# TPMS Sensors, Informational Thread About Relearning Process



## alyupe11 (Jun 9, 2013)

Thank you


----------



## EcoTech2.0 (May 29, 2013)

Not a problem, hopefully some find it useful. If I come a cross anymore info, or if anyone else chimes in, ill update and add to the original post.


----------



## Silver LT RS (Jun 4, 2012)

I have a late 2012 1LT, and the manual relearn does not work on it. I have to use the hand held tool.


----------



## spacedout (Dec 7, 2010)

Silver LT RS said:


> I have a late 2012 1LT, and the manual relearn does not work on it. I have to use the hand held tool.


This is correct from everything I have read. I think this change was made mid 2012 the same time GM removed the engine temp from the DIC. I have not tried to preform the tire relearn on my car, but my 2012 built in january still has the digital engine temp. 
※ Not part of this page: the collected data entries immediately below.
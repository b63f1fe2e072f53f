//! Wallet connection providers

use crate::data::{Chain, WalletInfo};
use crate::error::Result;
use chrono::Utc;
use rust_decimal::Decimal;
use std::time::Duration;
use tracing::debug;

/// Source of connected wallets.
///
/// Real providers (browser extension, hardware signer) may fail; the engine
/// propagates their errors unchanged.
#[async_trait::async_trait]
pub trait WalletProvider: Send + Sync {
    /// Connect a wallet for `chain` and report its address and balance
    async fn connect(&self, chain: Chain) -> Result<WalletInfo>;

    /// Provider name for logs
    fn name(&self) -> &str;
}

/// Always-succeeding provider returning a fixed wallet
#[derive(Debug, Clone)]
pub struct MockWalletProvider {
    address: String,
    balance: Decimal,
    latency: Duration,
}

impl MockWalletProvider {
    pub fn new() -> Self {
        Self {
            address: crate::defaults::MOCK_WALLET_ADDRESS.to_string(),
            balance: crate::defaults::MOCK_WALLET_BALANCE,
            latency: Duration::ZERO,
        }
    }

    pub fn with_account(address: impl Into<String>, balance: Decimal) -> Self {
        Self {
            address: address.into(),
            balance,
            latency: Duration::ZERO,
        }
    }

    /// Simulated handshake delay before the wallet reports back
    pub fn with_latency(mut self, latency: Duration) -> Self {
        self.latency = latency;
        self
    }
}

impl Default for MockWalletProvider {
    fn default() -> Self {
        Self::new()
    }
}

#[async_trait::async_trait]
impl WalletProvider for MockWalletProvider {
    async fn connect(&self, chain: Chain) -> Result<WalletInfo> {
        if self.latency.is_zero() {
            tokio::task::yield_now().await;
        } else {
            tokio::time::sleep(self.latency).await;
        }

        debug!("Mock wallet {} connected on {}", self.address, chain);
        Ok(WalletInfo {
            address: self.address.clone(),
            chain,
            balance: self.balance,
            connected_at: Utc::now(),
        })
    }

    fn name(&self) -> &str {
        "mock"
    }
}
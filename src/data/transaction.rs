//! Trade history records

use super::Chain;
use chrono::{DateTime, Utc};
use rust_decimal::Decimal;
use serde::{Deserialize, Serialize};

/// Transaction direction
#[derive(Debug, Clone, Copy, PartialEq, Eq, Serialize, Deserialize)]
#[serde(rename_all = "lowercase")]
pub enum TransactionType {
    Buy,
    Sell,
}

/// Transaction status
#[derive(Debug, Clone, Copy, PartialEq, Eq, Serialize, Deserialize)]
#[serde(rename_all = "lowercase")]
pub enum TransactionStatus {
    Pending,
    Confirmed,
    Failed,
}

/// Realized result of a closed trade
#[derive(Debug, Clone, Copy, PartialEq, Serialize, Deserialize)]
pub struct TradeOutcome {
    pub profit: Decimal,
    pub profit_percentage: Decimal,
}

#[derive(Debug, Clone, PartialEq, Serialize, Deserialize)]
pub struct Transaction {
    pub id: String,
    pub token_address: String,
    pub token_symbol: String,
    pub chain: Chain,
    #[serde(rename = "type")]
    pub kind: TransactionType,
    pub amount: Decimal,
    pub price: Decimal,
    pub timestamp: DateTime<Utc>,
    pub status: TransactionStatus,
    pub tx_hash: String,
    /// Present once a position has been closed
    #[serde(default, skip_serializing_if = "Option::is_none")]
    pub outcome: Option<TradeOutcome>,
}

impl Transaction {
    pub fn profit(&self) -> Option<Decimal> {
        self.outcome.map(|o| o.profit)
    }

    pub fn is_settled(&self) -> bool {
        self.status == TransactionStatus::Confirmed
    }
}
I read this change had to do with issues when doing the relearn in a shop full of cars with TPMS.


----------



## ctrider (Sep 9, 2012)

I just did this on my 2013 Eco. I had trouble with it at first. I did what is shown in the video but no recognition from the dic. I then read further to lay the tool flat against the side wall and that worked fine.


----------